Three Overarching Questions
Q1. How do tropical forest ecosystems respond to changing temperature, precipitation, and atmospheric CO2 concentration?
Q2. How do disturbance and land-use change in tropical forests affect carbon, water and energy fluxes?
Q3. How will the response of tropical forests to climate change be mediated by spatial and temporal heterogeneity in belowground processes?
Six Research Objectives
CO2 and Temperature | Tropical forest carbon uptake and allocation in response to rising temperature and CO2 Natural Disturbance | Tropical forest dynamics under natural disturbance regimes
Hydrology | Variability of surface and subsurface water availability to tropical forests across space and time Nutrient Constraints | Nutrient availability and nutrient controls over tropical forest productivity and post-disturbance recovery rates
- Puerto Rico Pilot Study on land use-nutrient cycling interaction
- Manaus Pilot Study on hydrology-carbon interactions from trees to landscapes
- Panama Pilot Study on plant trait filtering along moisture gradients
Pantropical Representative Analysis of Field Sites | Implementation of aTree Mortality Baseline Study across pantropical ForestGEO plots to test new methods and establish a baseline for long-term observations of tree mortality.

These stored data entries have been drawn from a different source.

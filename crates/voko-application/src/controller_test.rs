#[cfg(test)]
mod tests {
    use std::collections::VecDeque;
    use std::sync::atomic::{AtomicBool, Ordering};
    use std::sync::{Arc, Mutex};

    use async_trait::async_trait;
    use serde_json::json;

    use voko_core::error::{Result, VokoError};
    use voko_core::persisted::{Language, PersistedState};
    use voko_core::repository::StateRepository;
    use voko_core::session::event::ConnectionStatus;
    use voko_core::session::model::Role;
    use voko_interaction::connection::AgentConnection;
    use voko_interaction::wire::{ClientEvent, PingEvent, ServerEvent, ToolCall};
    use voko_infrastructure::ClientConfig;

    use crate::controller::SessionController;

    // Scripted stand-in for the platform WebSocket.
    struct FakeConnection {
        inbound: VecDeque<ServerEvent>,
        sent: Arc<Mutex<Vec<ClientEvent>>>,
        closed: Arc<AtomicBool>,
        fail_sends: bool,
    }

    impl FakeConnection {
        fn scripted(events: Vec<ServerEvent>) -> (Self, Arc<Mutex<Vec<ClientEvent>>>) {
            let sent = Arc::new(Mutex::new(Vec::new()));
            (
                Self {
                    inbound: events.into(),
                    sent: sent.clone(),
                    closed: Arc::new(AtomicBool::new(false)),
                    fail_sends: false,
                },
                sent,
            )
        }
    }

    #[async_trait]
    impl AgentConnection for FakeConnection {
        async fn send(&mut self, event: ClientEvent) -> Result<()> {
            if self.fail_sends {
                return Err(VokoError::connection("fake send failure"));
            }
            self.sent.lock().unwrap().push(event);
            Ok(())
        }

        async fn next_event(&mut self) -> Option<ServerEvent> {
            self.inbound.pop_front()
        }

        async fn close(&mut self) -> Result<()> {
            self.closed.store(true, Ordering::SeqCst);
            Ok(())
        }
    }

    #[derive(Default)]
    struct MemoryStore {
        slot: Mutex<Option<PersistedState>>,
    }

    #[async_trait]
    impl StateRepository for MemoryStore {
        async fn load(&self) -> Result<Option<PersistedState>> {
            Ok(self.slot.lock().unwrap().clone())
        }

        async fn save(&self, state: &PersistedState) -> Result<()> {
            *self.slot.lock().unwrap() = Some(state.clone());
            Ok(())
        }

        async fn clear(&self) -> Result<()> {
            *self.slot.lock().unwrap() = None;
            Ok(())
        }
    }

    fn test_config() -> ClientConfig {
        ClientConfig {
            agent_id: "agent-test".to_string(),
            api_base: "https://example.invalid".to_string(),
            api_key: None,
            bootstrap_url: None,
            language: Language::En,
        }
    }

    fn controller() -> (SessionController, Arc<MemoryStore>) {
        let store = Arc::new(MemoryStore::default());
        let controller = SessionController::new(test_config(), store.clone());
        (controller, store)
    }

    fn tool_call(name: &str, id: &str, parameters: serde_json::Value) -> ServerEvent {
        ServerEvent::ClientToolCall {
            client_tool_call: ToolCall {
                tool_name: name.to_string(),
                tool_call_id: id.to_string(),
                parameters,
            },
        }
    }

    fn user_says(text: &str) -> ServerEvent {
        ServerEvent::UserTranscript {
            user_transcription_event: voko_interaction::wire::UserTranscriptEvent {
                user_transcript: text.to_string(),
            },
        }
    }

    fn coach_says(text: &str) -> ServerEvent {
        ServerEvent::AgentResponse {
            agent_response_event: voko_interaction::wire::AgentResponseEvent {
                agent_response: text.to_string(),
            },
        }
    }

    #[tokio::test]
    async fn initiation_carries_fresh_user_overrides() {
        let (mut controller, _) = controller();
        let (connection, sent) = FakeConnection::scripted(vec![]);

        controller
            .start_with_connection(Box::new(connection), "BASE")
            .await
            .unwrap();

        assert_eq!(controller.status(), ConnectionStatus::Connected);

        let sent = sent.lock().unwrap();
        match &sent[0] {
            ClientEvent::ConversationInitiationClientData {
                conversation_config_override: Some(overrides),
            } => {
                assert_eq!(overrides.agent.language, "en");
                assert!(overrides.agent.prompt.is_none());
                assert!(overrides.agent.first_message.is_none());
            }
            other => panic!("unexpected first event: {other:?}"),
        }
    }

    #[tokio::test]
    async fn tool_calls_update_the_draft_and_are_acknowledged() {
        let (mut controller, _) = controller();
        let (connection, sent) = FakeConnection::scripted(vec![
            tool_call(
                "update_todos",
                "call-1",
                json!({
                    "todos": [{"text": "Find the customer"}],
                    "understanding": "runs a support team"
                }),
            ),
            tool_call(
                "update_workspace",
                "call-2",
                json!({
                    "impact": {"strategy": "Grow retention", "kpis": ["NPS"]},
                    "outcome": {"objective": "Obj", "key_results": []}
                }),
            ),
        ]);

        controller
            .start_with_connection(Box::new(connection), "")
            .await
            .unwrap();
        controller.run().await.unwrap();

        let draft = &controller.state().current_session;
        assert_eq!(draft.todos.len(), 1);
        assert_eq!(draft.todos[0].id, "step-1");
        assert_eq!(draft.impact.strategy.as_deref(), Some("Grow retention"));
        assert_eq!(draft.outcome.as_ref().unwrap().objective, "Obj");
        assert_eq!(draft.understanding, "runs a support team");
        assert_eq!(controller.state().user_context, "runs a support team");

        let sent = sent.lock().unwrap();
        let acks: Vec<_> = sent
            .iter()
            .filter_map(|event| match event {
                ClientEvent::ClientToolResult {
                    tool_call_id,
                    result,
                    is_error,
                } => Some((tool_call_id.as_str(), result.as_str(), *is_error)),
                _ => None,
            })
            .collect();
        assert_eq!(acks, vec![("call-1", "ok", false), ("call-2", "ok", false)]);

        assert_eq!(controller.status(), ConnectionStatus::Disconnected);
    }

    #[tokio::test]
    async fn unknown_tools_get_an_error_result_but_the_session_continues() {
        let (mut controller, _) = controller();
        let (connection, sent) = FakeConnection::scripted(vec![
            tool_call("refresh_dashboard", "call-1", json!({})),
            tool_call("update_todos", "call-2", json!({"todos": [{"text": "A"}]})),
        ]);

        controller
            .start_with_connection(Box::new(connection), "")
            .await
            .unwrap();
        controller.run().await.unwrap();

        let sent = sent.lock().unwrap();
        let first_ack = sent
            .iter()
            .find_map(|event| match event {
                ClientEvent::ClientToolResult {
                    result, is_error, ..
                } => Some((result.clone(), *is_error)),
                _ => None,
            })
            .unwrap();
        assert!(first_ack.1);
        assert!(first_ack.0.contains("refresh_dashboard"));

        // The follow-up call still landed.
        assert_eq!(controller.state().current_session.todos.len(), 1);
    }

    #[tokio::test]
    async fn malformed_payload_degrades_to_defaults_and_still_acks_ok() {
        let (mut controller, _) = controller();
        let (connection, sent) = FakeConnection::scripted(vec![tool_call(
            "update_todos",
            "call-1",
            json!("complete garbage"),
        )]);

        controller
            .start_with_connection(Box::new(connection), "")
            .await
            .unwrap();
        controller.run().await.unwrap();

        assert!(controller.state().current_session.todos.is_empty());

        let sent = sent.lock().unwrap();
        assert!(sent.iter().any(|event| matches!(
            event,
            ClientEvent::ClientToolResult { result, is_error, .. }
                if result == "ok" && !is_error
        )));
    }

    #[tokio::test]
    async fn transcript_is_recorded_in_delivery_order() {
        let (mut controller, _) = controller();
        let (connection, _) = FakeConnection::scripted(vec![
            coach_says("What team do you work in?"),
            user_says("Customer support"),
        ]);

        controller
            .start_with_connection(Box::new(connection), "")
            .await
            .unwrap();
        controller.run().await.unwrap();

        let messages = controller.state().current_session.messages.messages();
        assert_eq!(messages.len(), 2);
        assert_eq!(messages[0].role, Role::Coach);
        assert_eq!(messages[1].role, Role::User);
        assert_eq!(messages[1].text, "Customer support");
    }

    #[tokio::test]
    async fn pings_are_answered_with_pongs() {
        let (mut controller, _) = controller();
        let (connection, sent) = FakeConnection::scripted(vec![ServerEvent::Ping {
            ping_event: PingEvent {
                event_id: 42,
                ping_ms: Some(20),
            },
        }]);

        controller
            .start_with_connection(Box::new(connection), "")
            .await
            .unwrap();
        controller.run().await.unwrap();

        let sent = sent.lock().unwrap();
        assert!(
            sent.iter()
                .any(|event| matches!(event, ClientEvent::Pong { event_id: 42 }))
        );
    }

    #[tokio::test]
    async fn send_failure_surfaces_error_status_and_keeps_the_draft() {
        let (mut controller, _) = controller();
        let (good, _) = FakeConnection::scripted(vec![]);
        controller
            .start_with_connection(Box::new(good), "")
            .await
            .unwrap();

        // Swap in a transport that fails every outbound send; the next
        // ping answer tears the session down.
        let (mut poisoned, _) = FakeConnection::scripted(vec![
            user_says("still here"),
            ServerEvent::Ping {
                ping_event: PingEvent {
                    event_id: 1,
                    ping_ms: None,
                },
            },
        ]);
        poisoned.fail_sends = true;
        *controller.connection_mut() = Some(Box::new(poisoned));

        controller.run().await.unwrap();

        assert_eq!(controller.status(), ConnectionStatus::Error);
        // The transcript recorded before the failure survives.
        assert_eq!(controller.state().current_session.messages.len(), 1);
    }

    #[tokio::test]
    async fn end_session_closes_the_transport_optimistically() {
        let (mut controller, _) = controller();
        let (connection, _) = FakeConnection::scripted(vec![]);
        let closed = connection.closed.clone();

        controller
            .start_with_connection(Box::new(connection), "")
            .await
            .unwrap();
        controller.end_session().await;

        assert!(closed.load(Ordering::SeqCst));
        assert_eq!(controller.status(), ConnectionStatus::Disconnected);
    }

    #[tokio::test]
    async fn start_new_okr_archives_and_persists() {
        let (mut controller, store) = controller();
        let (connection, _) = FakeConnection::scripted(vec![tool_call(
            "update_workspace",
            "call-1",
            json!({"outcome": {"objective": "Ship onboarding", "key_results": []}}),
        )]);

        controller
            .start_with_connection(Box::new(connection), "")
            .await
            .unwrap();
        controller.run().await.unwrap();

        let archived = controller.start_new_okr().await;
        assert!(archived.is_some());
        assert!(controller.state().current_session.outcome.is_none());
        assert_eq!(controller.state().completed_sessions.len(), 1);

        // The archive is flushed to storage immediately.
        let stored = store.load().await.unwrap().unwrap();
        assert_eq!(stored.completed_sessions.len(), 1);
        assert_eq!(
            stored.completed_sessions[0].okr.objective,
            "Ship onboarding"
        );
    }

    #[tokio::test]
    async fn reset_clears_state_and_storage() {
        let (mut controller, store) = controller();
        store
            .save(&{
                let mut state = PersistedState::new_default(Language::En);
                state.user_context = "old context".to_string();
                state
            })
            .await
            .unwrap();

        controller.hydrate().await;
        assert_eq!(controller.state().user_context, "old context");

        controller.reset_all().await;

        assert_eq!(controller.state().user_context, "");
        assert!(controller.state().completed_sessions.is_empty());
        assert!(store.load().await.unwrap().is_none());
    }

    #[tokio::test(start_paused = true)]
    async fn reset_discards_the_pending_debounced_write() {
        let (mut controller, store) = controller();

        // A mutation inside the quiet period schedules a delayed write of
        // the pre-reset state.
        controller.set_language(Language::De).await;
        tokio::task::yield_now().await;

        controller.reset_all().await;

        // The cleared slot must stay clear even after the quiet period
        // would have elapsed.
        tokio::time::advance(std::time::Duration::from_secs(1)).await;
        tokio::task::yield_now().await;
        assert!(store.load().await.unwrap().is_none());

        // And the shutdown flush must not replay the discarded snapshot.
        controller.end_session().await;
        assert!(store.load().await.unwrap().is_none());
    }

    #[tokio::test]
    async fn hydrate_falls_back_to_default_on_store_failure() {
        struct FailingStore;

        #[async_trait]
        impl StateRepository for FailingStore {
            async fn load(&self) -> Result<Option<PersistedState>> {
                Err(VokoError::storage("disk on fire"))
            }
            async fn save(&self, _state: &PersistedState) -> Result<()> {
                Ok(())
            }
            async fn clear(&self) -> Result<()> {
                Ok(())
            }
        }

        let mut controller = SessionController::new(test_config(), Arc::new(FailingStore));
        controller.hydrate().await;

        assert!(controller.state().completed_sessions.is_empty());
        assert_eq!(controller.status(), ConnectionStatus::Idle);
    }
}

Tree Mortality Baseline Study | Implementation of initial data collection at these core FO2 sites will provide critical baselines that fill known high-priority knowledge gaps
Modeling and Integration Framework
The grand deliverable of NGEE-Tropics is the development of a representative, process-rich tropical forest ecosystem model, extending from bedrock to the top of the vegetative canopy- atmosphere interface, in which the evolution and feedbacks of tropical ecosystems in a changing climate can be modeled at the scale and resolution of a next generation Earth System Model grid cell. We call this model ACME-FATES (Accelerated Climate Modeling for Energy-Functionally Assembled Terrestrial Ecosystem Simulator).
Achieving both the NGEE-Tropics grand deliverable and Research Objectives requires coordinated model development activities that leverages existing, ongoing, and novel approaches to representing the dynamics of tropical forests. To accomplish this, we have defined a set of specific Modeling Objectives:
- Tropical model testbed for comparing observations against model predictions and quantifying sources of model uncertainty
- Methods to predict and test shifts in plant trait distributions in response to environmental perturbations
- Spatial scaling framework to allow modeling of fine-scale environmental heterogeneity and its role in governing ecosystem function
- Modeling framework for managing model complexity
Data Synthesis and Management Framework
NGEE-Tropics requires the use of diverse existing and new data collections, and the generation of data products that are consistent across our Objectives. We are developing a NGEE-Tropics Data Synthesis and Management Framework to include infrastructure for defining and building data synthesis and analysis products, as well as model parameters and benchmarks. The data team will also develop a portal that provides access to community data repositories and project data, and enables broad usage through data sharing, while providing a well-curated and accessible project data repository. The data portal is expected to become a key resource in fostering strong partnerships with the broader tropical forest and ESM research communities.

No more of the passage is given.